Mac An Lega, Uilliam (Iollann) (d. p.1475), scribe and author-translator of many texts, belonged, as his name suggests, to an hereditary medical family, but Uilliam himself seems to have composed or copied nothing of a medical nature. He has been accurately described as one of the most prolific scribes of the fifteenth century and collaborated in the compilation of some seven extant manuscripts. If, as is very likely, he can be identified with the scribe who signed himself Iollann Mac an Leagha, then he was also the father of several other scribes: Maolsheachlainn (Maeleachloinn), who was also ollamh of medicine to the MacDonaghs of Ballymote and Tír Ailealla, Connla, and Eóghan. His patron was Edmund mac Richard Butler, nephew of James Butler (qv), 4th (‘White’) earl of Ormond. However, Uilliam wrote for religious houses as well as secular patrons.
Uilliam seems to have been mobile between Co. Kilkenny and Co. Tipperary for the greater part. One of the manuscripts associated with him is BL Add. MS 30512, which has conjecturally been identified with the Book of Carrick, given in ransom with another (the so-called ‘Book of Pottlerath’, now Bodl., Laud Misc. 610) by Edmund to Thomas FitzGerald (qv), 8th earl of Desmond, in 1462. The earliest datable manuscript from Uilliam's pen is MS 17 in the King's Inns Library, Dublin.
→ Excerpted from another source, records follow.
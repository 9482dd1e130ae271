use std::sync::atomic::{AtomicUsize, Ordering};
use std::sync::Arc;

use once_cell::sync::Lazy;

/// Global runtime metrics for a collection run.
///
/// Purpose:
/// - Track request volume and failures
/// - Track how many vacancies were seen, excluded and counted
///
/// Design:
/// - Lock-free (Atomics)
/// - Observability only, never read by the aggregation itself
#[derive(Default)]
pub struct RuntimeMetrics {
    // Requests
    pub pages_fetched: AtomicUsize,
    pub request_errors: AtomicUsize,

    // Vacancies
    pub vacancies_seen: AtomicUsize,
    pub vacancies_excluded: AtomicUsize,
    pub vacancies_unestimated: AtomicUsize,
    pub vacancies_processed: AtomicUsize,

    // Languages
    pub languages_completed: AtomicUsize,
}

impl RuntimeMetrics {
    /// One-line snapshot, printed at the end of a run.
    pub fn snapshot(&self) -> String {
        format!(
            "[METRICS] pages={} req_err={} seen={} excluded={} unestimated={} processed={} languages={}",
            self.pages_fetched.load(Ordering::Relaxed),
            self.request_errors.load(Ordering::Relaxed),
            self.vacancies_seen.load(Ordering::Relaxed),
            self.vacancies_excluded.load(Ordering::Relaxed),
            self.vacancies_unestimated.load(Ordering::Relaxed),
            self.vacancies_processed.load(Ordering::Relaxed),
            self.languages_completed.load(Ordering::Relaxed),
        )
    }
}

/// Global metrics registry (singleton)
pub static METRICS: Lazy<Arc<RuntimeMetrics>> =
    Lazy::new(|| Arc::new(RuntimeMetrics::default()));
Other manuscripts, identified as having been written by him from the similarity of their script and decoration, include BL Add. MS 11809 and Egerton MS 91, TCD MS 1298 (H.2.7), RIA MS 23.P.3 (ff 1–17), written in 1467, NLI MS G.9, and Paris Bibl. Nat. Celt.1, begun in 1473 by Uilliam and finished by his son Maolsheachlainn. These manuscripts contain a great deal of secular and religious, as well as historical matter in both Latin and Irish.
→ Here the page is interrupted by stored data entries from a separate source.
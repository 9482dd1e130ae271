/// Collector module
///
/// This module groups all logic responsible for:
/// - Fetching vacancy pages for a language
/// - Turning vacancies into salary estimates
/// - Maintaining the running per-language summary
///
/// The collector layer sits between:
/// - Source adapters (HeadHunter, SuperJob)
/// - The reporter (output layer)
///
/// Design notes:
/// - Source-specific logic MUST NOT live here
/// - HTTP is reached only through the `PageFetcher` trait
pub mod aggregator;
pub mod fetch;
pub mod runner;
Among the Irish versions of continental romances made by Uilliam are ‘Stair Ercuil ocus a bás’ (‘History of Hercules and his death’), translated from Caxton's ‘The recuyell of the historyes of Troye’, printed about 1474, and based upon a contemporary French text by Raoul Lefevre. Uilliam not only wrote the manuscript of this work but made the free Irish version of it also. His version of the contemporary knightly romances of Guy of Warwick and Beves of Hampton were made from English originals. He effectively changed a romantic tale into one modelled on the Irish heroic saga. He also composed an Irish heroic tale, ‘Stair Nuadat Find Femin’.
Two versions of the ‘Life of Mary of Egypt’ (a very popular tale of a repentant prostitute, translated into several European vernaculars) by him are extant. The version surviving in NLI MS G9 is related to that in Jacobus de Voragine, ‘Legenda Aurea’. The other, found in BL Add. MS 30512, is an adaptation of earlier literary models, and opens with a sermon on sin and repentance. It has been suggested that this version was written within the context of the Irish spiritual reform of the fifteenth century, described by its editor as ‘in substance a romance and in manner an essay in style’. Uilliam also translated the Middle English version of the Long Charter of Christ poem. It is one of the very few contemporary translations from Middle English verse surviving in Irish. He is also the author of a poem entitled ‘Áilim an Triúr’.
All of this extensive literary activity by Uilliam and his contemporaries is evidence of increasing influence from English and French literature and of the new vibrancy of the written Irish dialect.